Le Championnat du Monde de Moth International qui se déroulait la semaine dernière sur le lac de Garde (Italie) a accueilli une flotte de 240 coureurs de haut niveau.
Benoit Marie termine 33ème et premier Français, interview et retour sur cette régate internationale de haut vol :
Benoit, tu viens de terminer ton championnat, comment s’est déroulée cette semaine de régate ?
« J’ai filé directement en Italie après mon retour de New York. J’ai bien enchainé, je suis arrivé une dizaine de jours avant le début de la course, ça m’a permis de faire des speed tests sur le lac de Garde et d’affiner les réglages de mon nouveau gréement pour être prêt pour le Mondial. Je n’ai pas eu de repos entre les courses mais ça m’a permis de régler ma bôme et ma nouvelle voile et ça valait le coup !
Le week-end précédent le Mondial j’ai participé au National Italien pour me roder, j’ai vite compris que le niveau était vraiment élevé vu le monde sur l’eau donc ça rajoute un peu la pression mais ça permet de se mettre dans le bain. Les choses sérieuses ont débuté mardi dernier pour le début du Championnat du Monde avec 2 jours de sélection. Finalement le programme a été décalé au lendemain pour cause de manque de vent et de zone orageuse. Ce début de régate a été très sollicitant nerveusement car dans ce système de sélection on n’a pas le droit à l’erreur.
Les 240 coureurs ont été répartis en 4 groupes et on mixait les départs. Clairement si on loupe une manche, on peut facilement se faire reléguer dans un rond inférieur donc la tension était présente et il fallait naviguer avec. Ca s’est plutôt bien passé et j’ai été heureux de confirmer ma sélection dans le rond or, c’était déjà une première étape de gagnée.
La seconde partie du championnat s’est donc courue sur un rond réunissant de sacrés king kong de la voile, on était 74 à se battre avec un niveau encore jamais vu sur le circuit, entre le nombre de participants et les palmarès des marins, c’était vraiment l’année de tous les records ! Il faut imaginer 70 gars complètement acharnés qui sont prêts à attaquer comme des mules et qui ne lâchent rien aux millimètres près !
Surtout sur ce plan d’eau la tactique est réduite au minimum : il y a un bord obligatoire et il faut aller vite au près sur ce premier virement pour espérer avoir un bon classement là-haut. La prime au départ est hallucinante, il faut attaquer hyper fort dans les premières minutes sinon c’est plié. C’est assez différent de ce qu’on a l’habitude de faire, là on n’a clairement pas le droit à l’erreur.
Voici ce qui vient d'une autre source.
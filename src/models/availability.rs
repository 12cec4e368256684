use std::collections::BTreeSet;

use chrono::{Duration, NaiveTime, Timelike};
use serde::{Deserialize, Serialize};

use super::hhmm;

/// Start times already taken on a given date.
pub type BusySet = BTreeSet<NaiveTime>;

#[derive(Debug, Clone, Copy, PartialEq, Eq, Serialize, Deserialize)]
#[serde(rename_all = "snake_case")]
pub enum SlotStatus {
    Available,
    Unavailable,
}

#[derive(Debug, Clone, Copy, PartialEq, Eq, Serialize, Deserialize)]
pub struct TimeSlot {
    #[serde(with = "hhmm")]
    pub start: NaiveTime,
    pub status: SlotStatus,
}

impl TimeSlot {
    pub fn is_available(&self) -> bool {
        self.status == SlotStatus::Available
    }

    pub fn end_for(&self, duration_minutes: u32) -> NaiveTime {
        self.start + Duration::minutes(i64::from(duration_minutes))
    }
}

/// Opening hours of the provider plus the slot granularity.
#[derive(Debug, Clone, Copy, PartialEq, Eq)]
pub struct WorkingWindow {
    pub opens: NaiveTime,
    pub closes: NaiveTime,
    pub interval_minutes: u32,
}

impl Default for WorkingWindow {
    fn default() -> Self {
        Self {
            opens: NaiveTime::from_hms_opt(10, 0, 0).unwrap_or(NaiveTime::MIN),
            closes: NaiveTime::from_hms_opt(18, 0, 0).unwrap_or(NaiveTime::MIN),
            interval_minutes: 30,
        }
    }
}

impl WorkingWindow {
    pub fn new(opens: NaiveTime, closes: NaiveTime, interval_minutes: u32) -> anyhow::Result<Self> {
        if closes <= opens {
            return Err(anyhow::anyhow!(
                "working window closes ({closes}) before it opens ({opens})"
            ));
        }
        if interval_minutes == 0 {
            return Err(anyhow::anyhow!("slot interval must be positive"));
        }
        Ok(Self {
            opens,
            closes,
            interval_minutes,
        })
    }

    pub fn opens_minute(&self) -> u32 {
        minute_of_day(&self.opens)
    }

    pub fn closes_minute(&self) -> u32 {
        minute_of_day(&self.closes)
    }

    pub fn length_minutes(&self) -> u32 {
        self.closes_minute().saturating_sub(self.opens_minute())
    }
}

pub fn minute_of_day(time: &NaiveTime) -> u32 {
    time.hour() * 60 + time.minute()
}

pub fn time_from_minute(minute: u32) -> Option<NaiveTime> {
    NaiveTime::from_hms_opt(minute / 60, minute % 60, 0)
}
Si tu es 1 mètre en retrait sur le départ, tu ne montes jamais de la manche. Ca implique une concentration extrême et une vitesse maximale sur une ligne de départ sous haute tension.
J’ai d’ailleurs eu une journée plus difficile que les autres car j’avais pris mon petit foil qui m’aurait permis effectivement d’aller plus vite en vitesse pure. Mais il me faisait perdre en cap au près et dans la considération de ce bord obligatoire oça devient un déficit. J’avais reçu mon nouveau foil le jour du début de la course, je l’avais commandé il y a 6 mois et vu la demande qui ne désemplit pas en fabrication, j’ai pu l’essayer à la fin d’une journée mais la plage d’utilisation varie par rapport à l’ancien que j’avais. Après une journée dure pour les nerfs, j’ai changé de foils le lendemain et j’ai retrouvé mes performances avec soulagement.
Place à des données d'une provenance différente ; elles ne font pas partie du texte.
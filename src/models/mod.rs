pub mod availability;
pub mod booking;
pub mod calendar;
pub mod hhmm;
pub mod master;
pub mod selection;
pub mod service;
pub mod step;

pub use availability::{BusySet, SlotStatus, TimeSlot, WorkingWindow};
pub use booking::{Booking, BookingRequest, BookingStatus};
pub use calendar::{CalendarDay, CalendarMonth, DayKind};
pub use master::Master;
pub use selection::{Selection, SelectionSummary};
pub use service::{arrange_catalog, Service};
pub use step::WizardStep;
Après cette journée à part, j’ai retrouvé ma dynamique et j’ai attaqué comme un petit fou sur les départs, je finis sur une très bonne note en réussissant à rentrer une manche de 10 donc c’est top !
Je suis content de ma progression, j’ai compris en discutant sur le parking que c’est difficile pour les nerfs pour tout le monde, il y a un niveau de frustration élevé même pour les meilleurs. On travaille beaucoup sur nos bateaux et sur nos vitesses pendant un an, et au final quand on s’est tous retrouvés sur ce Mondial on constate que toute la flotte a progressé et que la bataille est d’autant plus dure ! Sur les 240 participants il y en avait au moins 150 qui passaient 100% de leurs virements sur les foils, ça vous montre le niveau !
Le niveau est incroyable et c’est une chance de pouvoir naviguer aux côtés de marins de cette qualité. C’était une compétition où on n’avait pas le droit à l’erreur et sous la pression c’est pas si évident mais c’est la vie du haut niveau et c’est passionnant ! Même si le championnat était peu intéressant au niveau tactique, en termes d’attaque et de départ c’était très formateur ! »
Le niveau semble élevé, ton retour ?
« La classe Moth attire de plus en plus de coureurs issus du très haut niveau, que ce soit de la Coupe de l’América, des Jeux Olympiques, de la Volvo Ocean Race,…
C’est LE support en vogue du moment : c’est le dériveur le plus rapide du monde et c’est le seul qui permet de virer et d’empanner sur les foils donc ça permet de tactiquer à 100% en volant (comme les catamarans de la dernière Coupe de l’América). C’est un bateau accessible en prix et un support très intéressant pour tous ceux qui doivent s’entrainer à la technique pointue sur foils. L’avenir de la voile est volante, ça c’est confirmé, et il suffit de regarder les Nacra 17 à foils (bateau pour les prochains Jeux Olympiques qui vient d’être modifié pour être équipé de foils) qui s’entrainent à l’heure où je vous parle sur le lac de Garde pour comprendre l’enjeu de la rupture vers tous ces supports volants.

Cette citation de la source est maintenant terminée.